◆ WHAT YOU ARE ASKED TO DO: Print word for word the first line of the records below and every following line through the one containing "let image = image::load_from_memory(bytes)?.to_rgb8();"; print nothing else.

(Recorded data)
########
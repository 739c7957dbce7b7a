use crate::acquisition::domain::camera_source::FetchError;
use crate::shared::frame::Frame;

/// Decodes an encoded camera image and normalizes it to `display_width`.
///
/// Frames whose mean intensity is below `min_mean` (a black or covered
/// camera) are rejected as [`FetchError::Dark`]; a `min_mean` of 0 accepts
/// everything.
pub fn decode_frame(
    bytes: &[u8],
    display_width: u32,
    min_mean: f64,
    sequence: u64,
) -> Result<Frame, FetchError> {
    let image = image::load_from_memory(bytes)?.to_rgb8();
    let frame = Frame::from_rgb_image(image, sequence).resized_to_width(display_width);

    if min_mean > 0.0 {
        let mean = frame.mean_intensity();
        if mean < min_mean {
            return Err(FetchError::Dark(mean));
        }
    }
    Ok(frame)
}

#[cfg(test)]
mod tests {
    use super::*;
    use image::{ImageFormat, Rgb, RgbImage};
    use std::io::Cursor;

    fn png_bytes(width: u32, height: u32, value: u8) -> Vec<u8> {
        let image = RgbImage::from_pixel(width, height, Rgb([value, value, value]));
        let mut bytes = Vec::new();
        image
            .write_to(&mut Cursor::new(&mut bytes), ImageFormat::Png)
            .unwrap();
        bytes
    }

    #[test]
    fn test_decodes_and_resizes_to_display_width() {
        let frame = decode_frame(&png_bytes(1600, 900, 120), 800, 5.0, 9).unwrap();
        assert_eq!(frame.width(), 800);
        assert_eq!(frame.height(), 450);
        assert_eq!(frame.channels(), 3);
        assert_eq!(frame.sequence(), 9);
    }

    #[test]
    fn test_garbage_bytes_are_decode_error() {
        let err = decode_frame(b"definitely not an image", 800, 5.0, 0).unwrap_err();
        assert!(matches!(err, FetchError::Decode(_)));
    }

    #[test]
    fn test_dark_frame_is_rejected() {
        let err = decode_frame(&png_bytes(40, 30, 2), 40, 5.0, 0).unwrap_err();
        assert!(matches!(err, FetchError::Dark(mean) if mean < 5.0));
    }

    #[test]
    fn test_zero_floor_accepts_black_frame() {
        assert!(decode_frame(&png_bytes(40, 30, 0), 40, 0.0, 0).is_ok());
    }
}
pub mod frame_decoder;
pub mod http_camera;
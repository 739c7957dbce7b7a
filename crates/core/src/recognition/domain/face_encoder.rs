use ndarray::Array1;

use crate::shared::face_box::FaceBox;
use crate::shared::frame::Frame;

pub type Embedding = Array1<f32>;

/// A face found by an encoder, with its box in the coordinates of the frame
/// it was found in.
#[derive(Clone, Debug)]
pub struct EncodedFace {
    pub face_box: FaceBox,
    pub embedding: Embedding,
}

/// Domain interface for face location and embedding extraction.
///
/// Faces are returned in the encoder's scan order. Implementations may hold
/// inference sessions, hence `&mut self`.
pub trait FaceEncoder: Send {
    fn encode(&mut self, frame: &Frame) -> Result<Vec<EncodedFace>, Box<dyn std::error::Error>>;
}
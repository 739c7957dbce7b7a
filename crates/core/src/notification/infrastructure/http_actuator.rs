use std::time::Duration;

use reqwest::StatusCode;

use crate::notification::domain::actuator::{Actuator, NotifyError};
use crate::notification::domain::notification_event::ActuatorPayload;

/// Posts decisions as JSON to an HTTP endpoint (e.g. an ESP32's `/update`).
pub struct HttpActuator {
    client: reqwest::blocking::Client,
    url: String,
}

impl HttpActuator {
    pub fn new(url: &str, timeout: Duration) -> Result<Self, reqwest::Error> {
        let client = reqwest::blocking::Client::builder()
            .timeout(timeout)
            .build()?;
        Ok(Self {
            client,
            url: url.to_string(),
        })
    }
}

impl Actuator for HttpActuator {
    fn send(&mut self, payload: &ActuatorPayload) -> Result<(), NotifyError> {
        let response = self.client.post(&self.url).json(payload).send()?;
        let status = response.status();
        if status != StatusCode::OK {
            return Err(NotifyError::Status(status.as_u16()));
        }
        let body = response.text().unwrap_or_default();
        log::debug!("Actuator replied: {body}");
        Ok(())
    }
}
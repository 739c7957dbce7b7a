pub mod domain;
pub mod infrastructure;
pub mod notification_dispatcher;
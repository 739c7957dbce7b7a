pub mod acquisition;
pub mod notification;
pub mod presentation;
pub mod recognition;
pub mod runtime;
pub mod shared;
pub mod state;
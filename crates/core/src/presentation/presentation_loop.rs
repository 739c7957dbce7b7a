use std::sync::atomic::{AtomicBool, Ordering};
use std::sync::Arc;
use std::thread;
use std::time::Duration;

use crate::notification::domain::notification_event::NotificationEvent;
use crate::notification::notification_dispatcher::NotificationDispatcher;
use crate::presentation::decision_edge::DecisionEdge;
use crate::presentation::frame_rate::FrameRateMeter;
use crate::presentation::frame_renderer::{FrameRenderer, RenderView};
use crate::recognition::domain::identity::AccessDecision;
use crate::state::shared_state::{RecognitionPass, SharedState};

#[derive(Clone, Copy, Debug, PartialEq, Eq)]
pub enum Step {
    /// Nothing new to present.
    Idle,
    /// A frame was presented; carries the decision if it was a transition.
    Presented(Option<AccessDecision>),
}

/// Presents the latest state and turns decision changes into notifications.
///
/// Owns the decision edge: no other component reads or writes it.
pub struct PresentationLoop {
    state: Arc<SharedState>,
    renderer: Box<dyn FrameRenderer>,
    edge: DecisionEdge,
    meter: FrameRateMeter,
    idle: Duration,
    last_frame: Option<u64>,
    last_pass: Option<Arc<RecognitionPass>>,
}

impl PresentationLoop {
    pub fn new(state: Arc<SharedState>, renderer: Box<dyn FrameRenderer>, idle: Duration) -> Self {
        Self {
            state,
            renderer,
            edge: DecisionEdge::new(),
            meter: FrameRateMeter::new(),
            idle,
            last_frame: None,
            last_pass: None,
        }
    }

    /// Runs on the calling thread until `cancelled` is set.
    pub fn run(&mut self, cancelled: &AtomicBool, dispatcher: &NotificationDispatcher) {
        log::info!("Presentation loop started");
        while !cancelled.load(Ordering::Relaxed) {
            if self.step(dispatcher) == Step::Idle {
                thread::sleep(self.idle);
            }
        }
        log::info!("Presentation loop stopped");
    }

    pub fn step(&mut self, dispatcher: &NotificationDispatcher) -> Step {
        let snapshot = self.state.snapshot();
        let Some(frame) = snapshot.frame.as_ref() else {
            return Step::Idle;
        };
        let same_frame = self.last_frame == Some(frame.sequence());
        let same_pass = match (&self.last_pass, &snapshot.pass) {
            (Some(a), Some(b)) => Arc::ptr_eq(a, b),
            (None, None) => true,
            _ => false,
        };
        if same_frame && same_pass {
            return Step::Idle;
        }
        self.last_frame = Some(frame.sequence());
        self.last_pass = snapshot.pass.clone();

        let fps = self.meter.tick();
        let decision = snapshot.decision();
        let pass = snapshot.pass.as_deref();
        let view = RenderView {
            frame,
            detections: pass.map(RecognitionPass::detections).unwrap_or_default(),
            decision,
            fps,
            recognition_age: pass.map(|p| p.completed_at().elapsed()),
        };
        if let Err(e) = self.renderer.render(&view) {
            log::warn!("Render failed: {e}");
        }

        if !self.edge.observe(decision) {
            return Step::Presented(None);
        }
        let labels = pass.map(RecognitionPass::labels).unwrap_or_default();
        log::info!("Access {}: {:?}", decision.as_status(), labels);
        dispatcher.dispatch(NotificationEvent::new(decision, labels, fps));
        Step::Presented(Some(decision))
    }
}
pub mod shared_state;
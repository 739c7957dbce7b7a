use std::sync::{Arc, Mutex, MutexGuard, PoisonError};
use std::time::Instant;

use crate::recognition::domain::identity::{AccessDecision, Detection};
use crate::shared::frame::Frame;

/// Result of one recognition pass. The decision is derived from the
/// detections at construction and cannot be set independently.
#[derive(Clone, Debug)]
pub struct RecognitionPass {
    detections: Vec<Detection>,
    decision: AccessDecision,
    completed_at: Instant,
    frame_sequence: u64,
}

impl RecognitionPass {
    pub fn new(detections: Vec<Detection>, frame_sequence: u64) -> Self {
        let decision = AccessDecision::from_detections(&detections);
        Self {
            detections,
            decision,
            completed_at: Instant::now(),
            frame_sequence,
        }
    }

    pub fn detections(&self) -> &[Detection] {
        &self.detections
    }

    pub fn decision(&self) -> AccessDecision {
        self.decision
    }

    pub fn completed_at(&self) -> Instant {
        self.completed_at
    }

    /// Sequence number of the frame this pass was computed from.
    pub fn frame_sequence(&self) -> u64 {
        self.frame_sequence
    }

    /// Identity labels in detection order.
    pub fn labels(&self) -> Vec<String> {
        self.detections
            .iter()
            .map(|d| d.identity.label().to_string())
            .collect()
    }
}

/// A consistent view of the shared state at one instant.
#[derive(Clone, Debug, Default)]
pub struct Snapshot {
    pub frame: Option<Arc<Frame>>,
    pub pass: Option<Arc<RecognitionPass>>,
}

impl Snapshot {
    /// Denied until the first recognition pass lands.
    pub fn decision(&self) -> AccessDecision {
        self.pass
            .as_ref()
            .map_or(AccessDecision::Denied, |p| p.decision())
    }
}

#[derive(Default)]
struct Inner {
    frame: Option<Arc<Frame>>,
    pass: Option<Arc<RecognitionPass>>,
}

/// The one point of coordination between the frame source, the
/// recognition worker and the presentation loop.
///
/// Every critical section is a single pointer assignment or clone: values
/// are wrapped in `Arc` before the lock is taken, and readers leave with
/// their own handles. Published frames and passes are never mutated, so a
/// reader can hold its handle indefinitely without observing a change.
#[derive(Default)]
pub struct SharedState {
    inner: Mutex<Inner>,
}

impl SharedState {
    pub fn new() -> Self {
        Self::default()
    }

    /// Replaces the latest frame (last write wins).
    pub fn publish_frame(&self, frame: Frame) {
        let frame = Arc::new(frame);
        self.lock().frame = Some(frame);
    }

    /// Replaces detections, decision and pass time as one group.
    pub fn publish_pass(&self, pass: RecognitionPass) {
        let pass = Arc::new(pass);
        self.lock().pass = Some(pass);
    }

    pub fn latest_frame(&self) -> Option<Arc<Frame>> {
        self.lock().frame.clone()
    }

    pub fn latest_pass(&self) -> Option<Arc<RecognitionPass>> {
        self.lock().pass.clone()
    }

    pub fn snapshot(&self) -> Snapshot {
        let inner = self.lock();
        Snapshot {
            frame: inner.frame.clone(),
            pass: inner.pass.clone(),
        }
    }

    // Every critical section is a plain assignment or clone, so a panic
    // while holding the lock cannot leave a half-written value behind.
    fn lock(&self) -> MutexGuard<'_, Inner> {
        self.inner.lock().unwrap_or_else(PoisonError::into_inner)
    }
}
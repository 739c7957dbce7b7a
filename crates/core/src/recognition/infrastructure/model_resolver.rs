use std::fs;
use std::io::{self, Write};
use std::path::{Path, PathBuf};

use thiserror::Error;

#[derive(Error, Debug)]
pub enum ModelResolveError {
    #[error("failed to create cache directory: {0}")]
    CacheDir(#[source] std::io::Error),
    #[error("download failed for {url}: {source}")]
    Download {
        url: String,
        #[source]
        source: reqwest::Error,
    },
    #[error("failed to write model to {path}: {source}")]
    Write {
        path: PathBuf,
        #[source]
        source: std::io::Error,
    },
    #[error("could not determine cache directory")]
    NoCacheDir,
}

/// Progress callback: `(bytes_downloaded, total_bytes)`.
/// `total_bytes` is 0 if the server didn't provide Content-Length.
pub type ProgressFn = Box<dyn Fn(u64, u64) + Send>;

/// Locate a model file, downloading it into the cache on first use.
///
/// Lookup order: `model_dir` (when given), then the user cache directory,
/// then a download from `url` into the cache.
pub fn resolve(
    name: &str,
    url: &str,
    model_dir: Option<&Path>,
    progress: Option<ProgressFn>,
) -> Result<PathBuf, ModelResolveError> {
    resolve_in(&model_cache_dir()?, name, url, model_dir, progress)
}

fn resolve_in(
    cache_dir: &Path,
    name: &str,
    url: &str,
    model_dir: Option<&Path>,
    progress: Option<ProgressFn>,
) -> Result<PathBuf, ModelResolveError> {
    if let Some(path) = model_dir.map(|dir| dir.join(name)).filter(|p| p.exists()) {
        return Ok(path);
    }

    let cached_path = cache_dir.join(name);
    if cached_path.exists() {
        return Ok(cached_path);
    }

    fs::create_dir_all(cache_dir).map_err(ModelResolveError::CacheDir)?;
    log::info!("Downloading {name} from {url}");
    download(url, &cached_path, progress)?;
    Ok(cached_path)
}

/// `Aura/models` under the platform cache directory (application data on macOS).
pub fn model_cache_dir() -> Result<PathBuf, ModelResolveError> {
    #[cfg(target_os = "macos")]
    let base = dirs::data_dir();
    #[cfg(not(target_os = "macos"))]
    let base = dirs::cache_dir();
    base.map(|d| d.join("Aura").join("models"))
        .ok_or(ModelResolveError::NoCacheDir)
}

/// Downloads to `<dest>.part` and renames on success, so an interrupted
/// download never leaves a truncated model at `dest`.
fn download(url: &str, dest: &Path, progress: Option<ProgressFn>) -> Result<(), ModelResolveError> {
    let temp_path = dest.with_extension("part");
    let result = download_to(url, &temp_path, progress).and_then(|()| {
        fs::rename(&temp_path, dest).map_err(|source| ModelResolveError::Write {
            path: dest.to_path_buf(),
            source,
        })
    });
    if result.is_err() {
        let _ = fs::remove_file(&temp_path);
    }
    result
}

fn download_to(
    url: &str,
    temp_path: &Path,
    progress: Option<ProgressFn>,
) -> Result<(), ModelResolveError> {
    let write_err = |source: io::Error| ModelResolveError::Write {
        path: temp_path.to_path_buf(),
        source,
    };

    let mut response = reqwest::blocking::get(url)
        .and_then(|r| r.error_for_status())
        .map_err(|source| ModelResolveError::Download {
            url: url.to_string(),
            source,
        })?;

    let file = fs::File::create(temp_path).map_err(write_err)?;
    let mut writer = ProgressWriter {
        inner: io::BufWriter::new(file),
        written: 0,
        total: response.content_length().unwrap_or(0),
        progress,
    };
    io::copy(&mut response, &mut writer).map_err(write_err)?;
    writer.flush().map_err(write_err)
}

struct ProgressWriter<W: Write> {
    inner: W,
    written: u64,
    total: u64,
    progress: Option<ProgressFn>,
}

impl<W: Write> Write for ProgressWriter<W> {
    fn write(&mut self, buf: &[u8]) -> io::Result<usize> {
        let n = self.inner.write(buf)?;
        self.written += n as u64;
        if let Some(ref cb) = self.progress {
            cb(self.written, self.total);
        }
        Ok(n)
    }

    fn flush(&mut self) -> io::Result<()> {
        self.inner.flush()
    }
}

#[cfg(test)]
mod tests {
    use super::*;
    use std::io::Read;
    use std::net::TcpListener;
    use std::sync::atomic::{AtomicBool, Ordering};
    use std::sync::Arc;
    use tempfile::TempDir;

    /// Serves one HTTP response and returns the URL to fetch it from.
    fn serve_once(status: &'static str, body: &'static [u8]) -> String {
        let listener = TcpListener::bind("127.0.0.1:0").unwrap();
        let addr = listener.local_addr().unwrap();
        std::thread::spawn(move || {
            if let Ok((mut stream, _)) = listener.accept() {
                let mut buf = [0u8; 1024];
                let _ = stream.read(&mut buf);
                let header = format!(
                    "HTTP/1.1 {status}\r\nContent-Length: {}\r\nConnection: close\r\n\r\n",
                    body.len()
                );
                let _ = stream.write_all(header.as_bytes());
                let _ = stream.write_all(body);
            }
        });
        format!("http://{addr}/model.onnx")
    }

    #[test]
    fn test_model_dir_takes_precedence() {
        let tmp = TempDir::new().unwrap();
        let model_dir = tmp.path().join("models");
        let cache_dir = tmp.path().join("cache");
        fs::create_dir_all(&model_dir).unwrap();
        fs::create_dir_all(&cache_dir).unwrap();
        fs::write(model_dir.join("face.onnx"), b"local").unwrap();
        fs::write(cache_dir.join("face.onnx"), b"cached").unwrap();

        let path = resolve_in(
            &cache_dir,
            "face.onnx",
            "http://invalid.example.com/face.onnx",
            Some(&model_dir),
            None,
        )
        .unwrap();
        assert_eq!(path, model_dir.join("face.onnx"));
    }

    #[test]
    fn test_cached_file_is_used_without_download() {
        let tmp = TempDir::new().unwrap();
        fs::write(tmp.path().join("face.onnx"), b"cached").unwrap();

        let path = resolve_in(
            tmp.path(),
            "face.onnx",
            "http://invalid.nonexistent.example.com/face.onnx",
            None,
            None,
        )
        .unwrap();
        assert_eq!(fs::read(path).unwrap(), b"cached");
    }

    #[test]
    fn test_missing_model_is_downloaded_into_cache() {
        let tmp = TempDir::new().unwrap();
        let cache_dir = tmp.path().join("cache");
        let url = serve_once("200 OK", b"model bytes");

        let called = Arc::new(AtomicBool::new(false));
        let flag = called.clone();
        let path = resolve_in(
            &cache_dir,
            "face.onnx",
            &url,
            None,
            Some(Box::new(move |done, total| {
                assert!(done <= total);
                flag.store(true, Ordering::Relaxed);
            })),
        )
        .unwrap();

        assert_eq!(path, cache_dir.join("face.onnx"));
        assert_eq!(fs::read(&path).unwrap(), b"model bytes");
        assert!(called.load(Ordering::Relaxed));
    }

    #[test]
    fn test_http_error_leaves_no_partial_file() {
        let tmp = TempDir::new().unwrap();
        let dest = tmp.path().join("face.onnx");
        let url = serve_once("404 Not Found", b"");

        let result = download(&url, &dest, None);
        assert!(matches!(result, Err(ModelResolveError::Download { .. })));
        assert!(!dest.exists());
        assert!(!dest.with_extension("part").exists());
    }

    #[test]
    fn test_model_cache_dir_returns_path() {
        let path = model_cache_dir().unwrap();
        assert!(path.to_string_lossy().contains("Aura"));
        assert!(path.ends_with("models"));
    }
}
pub mod actuator;
pub mod notification_event;
use thiserror::Error;

/// Why one acquisition attempt produced no frame. Always transient.
#[derive(Error, Debug)]
pub enum FetchError {
    #[error("camera request failed: {0}")]
    Request(#[from] reqwest::Error),
    #[error("camera returned HTTP {0}")]
    Status(u16),
    #[error("failed to decode camera image: {0}")]
    Decode(#[from] image::ImageError),
    #[error("frame too dark (mean {0:.2})")]
    Dark(f64),
}

/// Domain interface for pulling one encoded image from a camera.
pub trait CameraSource: Send {
    fn fetch(&mut self) -> Result<Vec<u8>, FetchError>;
}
########
◆ ANSWER FOR THE TASK:
repository 739c7957dbce7b7a
use crate::acquisition::domain::camera_source::FetchError;
use crate::shared::frame::Frame;

/// Decodes an encoded camera image and normalizes it to `display_width`.
///
/// Frames whose mean intensity is below `min_mean` (a black or covered
/// camera) are rejected as [`FetchError::Dark`]; a `min_mean` of 0 accepts
/// everything.
pub fn decode_frame(
    bytes: &[u8],
    display_width: u32,
    min_mean: f64,
    sequence: u64,
) -> Result<Frame, FetchError> {
    let image = image::load_from_memory(bytes)?.to_rgb8();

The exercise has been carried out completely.